**What is being asked**
Look through the listing underneath for "usize", and copy every line that has it.

*** Exercise material ***

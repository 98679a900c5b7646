use crate::shared::frame::{Frame, PixelOrder};
use crate::shared::video_metadata::VideoMetadata;
use crate::shared::video_source::VideoSource;
use crate::video::domain::video_reader::{VideoError, VideoReader};

/// Decodes video files and capture devices via ffmpeg-next.
///
/// Every decoded frame is converted to RGB24 and wrapped in a [`Frame`].
/// Devices are opened through the platform capture demuxer
/// (`video4linux2` on Linux, `avfoundation` on macOS, `dshow` on Windows).
pub struct FfmpegReader {
    stream: Option<OpenStream>,
    source: Option<VideoSource>,
    frame_index: usize,
    flushing: bool,
    done: bool,
}

struct OpenStream {
    ictx: ffmpeg_next::format::context::Input,
    decoder: ffmpeg_next::decoder::Video,
    scaler: ffmpeg_next::software::scaling::Context,
    video_stream_index: usize,
    width: u32,
    height: u32,
}

// Safety: FfmpegReader is only used from a single thread at a time.
// The raw pointers inside ffmpeg types are not shared across threads.
unsafe impl Send for FfmpegReader {}

impl FfmpegReader {
    pub fn new() -> Self {
        Self {
            stream: None,
            source: None,
            frame_index: 0,
            flushing: false,
            done: false,
        }
    }

    fn reset_position(&mut self) {
        self.frame_index = 0;
        self.flushing = false;
        self.done = false;
    }

    fn reopen(&mut self) -> Result<(), VideoError> {
        let source = self.source.clone().ok_or(VideoError::NotOpened)?;
        self.stream = None;
        self.open(&source).map(|_| ())
    }

    fn try_receive(&mut self) -> Result<Option<Frame>, VideoError> {
        let Some(stream) = self.stream.as_mut() else {
            return Err(VideoError::NotOpened);
        };
        let mut decoded = ffmpeg_next::util::frame::video::Video::empty();
        if stream.decoder.receive_frame(&mut decoded).is_err() {
            return Ok(None);
        }

        let mut rgb_frame = ffmpeg_next::util::frame::video::Video::empty();
        stream
            .scaler
            .run(&decoded, &mut rgb_frame)
            .map_err(|e| VideoError::Decode(e.to_string()))?;

        let pixels = extract_rgb_pixels(&rgb_frame, stream.width, stream.height);
        let frame = Frame::new(pixels, stream.width, stream.height, 3, self.frame_index)
            .with_order(PixelOrder::Rgb);
        self.frame_index += 1;
        Ok(Some(frame))
    }
}

impl Default for FfmpegReader {
    fn default() -> Self {
        Self::new()
    }
}

impl VideoReader for FfmpegReader {
    fn open(&mut self, source: &VideoSource) -> Result<VideoMetadata, VideoError> {
        let unavailable = |e: &dyn std::fmt::Display| VideoError::unavailable(source, e);

        ffmpeg_next::init().map_err(|e| unavailable(&e))?;
        let ictx = open_input(source).map_err(|e| unavailable(&e))?;

        let (video_stream_index, fps, total_frames, parameters) = {
            let stream = ictx
                .streams()
                .best(ffmpeg_next::media::Type::Video)
                .ok_or_else(|| unavailable(&"no video stream found"))?;
            let rate = stream.rate();
            let fps = if rate.denominator() != 0 {
                rate.numerator() as f64 / rate.denominator() as f64
            } else {
                0.0
            };
            (
                stream.index(),
                fps,
                stream.frames().max(0) as usize,
                stream.parameters(),
            )
        };

        let codec_ctx = ffmpeg_next::codec::context::Context::from_parameters(parameters)
            .map_err(|e| unavailable(&e))?;
        let decoder = codec_ctx.decoder().video().map_err(|e| unavailable(&e))?;
        let width = decoder.width();
        let height = decoder.height();

        let scaler = ffmpeg_next::software::scaling::Context::get(
            decoder.format(),
            width,
            height,
            ffmpeg_next::format::Pixel::RGB24,
            width,
            height,
            ffmpeg_next::software::scaling::Flags::BILINEAR,
        )
        .map_err(|e| unavailable(&e))?;

        let metadata = VideoMetadata {
            width,
            height,
            fps,
            total_frames,
            codec: decoder
                .codec()
                .map(|c| c.name().to_string())
                .unwrap_or_default(),
            source: source.clone(),
        };

        self.stream = Some(OpenStream {
            ictx,
            decoder,
            scaler,
            video_stream_index,
            width,
            height,
        });
        self.source = Some(source.clone());
        self.reset_position();

        Ok(metadata)
    }

    fn next_frame(&mut self) -> Result<Option<Frame>, VideoError> {
        if self.stream.is_none() {
            return Err(VideoError::NotOpened);
        }
        if self.done {
            return Ok(None);
        }

        if let Some(frame) = self.try_receive()? {
            return Ok(Some(frame));
        }

        if self.flushing {
            self.done = true;
            return Ok(None);
        }

        loop {
            let Some(stream) = self.stream.as_mut() else {
                return Err(VideoError::NotOpened);
            };
            let next = stream
                .ictx
                .packets()
                .next()
                .map(|(packet_stream, packet)| (packet_stream.index(), packet));

            let Some((stream_index, packet)) = next else {
                let _ = stream.decoder.send_eof();
                self.flushing = true;
                if let Some(frame) = self.try_receive()? {
                    return Ok(Some(frame));
                }
                self.done = true;
                return Ok(None);
            };

            if stream_index != stream.video_stream_index {
                continue;
            }

            // Corrupt packets are skipped, as players do.
            if stream.decoder.send_packet(&packet).is_err() {
                continue;
            }

            if let Some(frame) = self.try_receive()? {
                return Ok(Some(frame));
            }
        }
    }

    fn rewind(&mut self) -> Result<(), VideoError> {
        if self.stream.is_none() {
            return Err(VideoError::NotOpened);
        }
        if matches!(self.source, Some(VideoSource::Device(_))) {
            return self.reopen();
        }

        let seeked = self.stream.as_mut().map(|stream| {
            stream.ictx.seek(0, ..).map(|()| stream.decoder.flush())
        });
        match seeked {
            Some(Ok(())) => {
                self.reset_position();
                Ok(())
            }
            Some(Err(e)) => {
                log::debug!("Seek to start failed ({e}), reopening source");
                self.reopen()
            }
            None => Err(VideoError::NotOpened),
        }
    }

    fn close(&mut self) {
        self.stream = None;
        self.reset_position();
    }
}

fn open_input(
    source: &VideoSource,
) -> Result<ffmpeg_next::format::context::Input, ffmpeg_next::Error> {
    match source {
        VideoSource::File(path) => ffmpeg_next::format::input(path),
        VideoSource::Device(index) => {
            ffmpeg_next::device::register_all();
            let (demuxer, url) = capture_device(*index)?;
            let format = ffmpeg_next::device::input::video()
                .find(|f| f.name() == demuxer)
                .ok_or(ffmpeg_next::Error::DemuxerNotFound)?;
            let ctx = ffmpeg_next::format::open_with(
                &url,
                &ffmpeg_next::format::Format::Input(format),
                ffmpeg_next::Dictionary::new(),
            )?;
            Ok(ctx.input())
        }
    }
}

/// Capture demuxer name and device URL for a device index on this platform.
#[cfg(target_os = "linux")]
fn capture_device(index: u32) -> Result<(&'static str, String), ffmpeg_next::Error> {
    Ok(("video4linux2", format!("/dev/video{index}")))
}

#[cfg(target_os = "macos")]
fn capture_device(index: u32) -> Result<(&'static str, String), ffmpeg_next::Error> {
    Ok(("avfoundation", index.to_string()))
}

/// DirectShow addresses cameras by name, so the index selects among the
/// video devices it enumerates.
#[cfg(target_os = "windows")]
fn capture_device(index: u32) -> Result<(&'static str, String), ffmpeg_next::Error> {
    let names = dshow_video_devices()?;
    let name = names
        .get(index as usize)
        .ok_or(ffmpeg_next::Error::StreamNotFound)?;
    Ok(("dshow", format!("video={name}")))
}

#[cfg(not(any(target_os = "linux", target_os = "macos", target_os = "windows")))]
fn capture_device(_index: u32) -> Result<(&'static str, String), ffmpeg_next::Error> {
    Err(ffmpeg_next::Error::DemuxerNotFound)
}

#[cfg(target_os = "windows")]
fn dshow_video_devices() -> Result<Vec<String>, ffmpeg_next::Error> {
    use ffmpeg_next::ffi;
    use std::ffi::CStr;

    let mut names = Vec::new();
    unsafe {
        let format = ffi::av_find_input_format(b"dshow\0".as_ptr() as *const std::os::raw::c_char);
        if format.is_null() {
            return Err(ffmpeg_next::Error::DemuxerNotFound);
        }
        let mut list: *mut ffi::AVDeviceInfoList = std::ptr::null_mut();
        let ret = ffi::avdevice_list_input_sources(
            format,
            std::ptr::null(),
            std::ptr::null_mut(),
            &mut list,
        );
        if ret < 0 {
            ffi::avdevice_free_list_devices(&mut list);
            return Err(ffmpeg_next::Error::from(ret));
        }

        for i in 0..(*list).nb_devices.max(0) as usize {
            let device = *(*list).devices.add(i);
            if device.is_null() || (*device).device_name.is_null() {
                continue;
            }
            let media_types = (*device).media_types;
            let is_video = (0..(*device).nb_media_types.max(0) as usize).any(|m| {
                !media_types.is_null()
                    && *media_types.add(m) == ffi::AVMediaType::AVMEDIA_TYPE_VIDEO
            });
            if is_video {
                let name = CStr::from_ptr((*device).device_name);
                names.push(name.to_string_lossy().into_owned());
            }
        }
        ffi::avdevice_free_list_devices(&mut list);
    }
    Ok(names)
}

/// Copies pixel data from an ffmpeg frame into a contiguous RGB buffer.
///
/// ffmpeg frames may have padding bytes at the end of each row (stride > width*3).
fn extract_rgb_pixels(
    rgb_frame: &ffmpeg_next::util::frame::video::Video,
    width: u32,
    height: u32,
) -> Vec<u8> {
    let stride = rgb_frame.stride(0);
    let data = rgb_frame.data(0);
    let row_bytes = width as usize * 3;

    let mut pixels = Vec::with_capacity(row_bytes * height as usize);
    for row in 0..height as usize {
        let row_start = row * stride;
        pixels.extend_from_slice(&data[row_start..row_start + row_bytes]);
    }
    pixels
}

*** End of Exercise material ***

**Result of the exercise**
    frame_index: usize,
    video_stream_index: usize,
                stream.frames().max(0) as usize,
        .get(index as usize)
        for i in 0..(*list).nb_devices.max(0) as usize {
            let is_video = (0..(*device).nb_media_types.max(0) as usize).any(|m| {
    let row_bytes = width as usize * 3;
    let mut pixels = Vec::with_capacity(row_bytes * height as usize);
    for row in 0..height as usize {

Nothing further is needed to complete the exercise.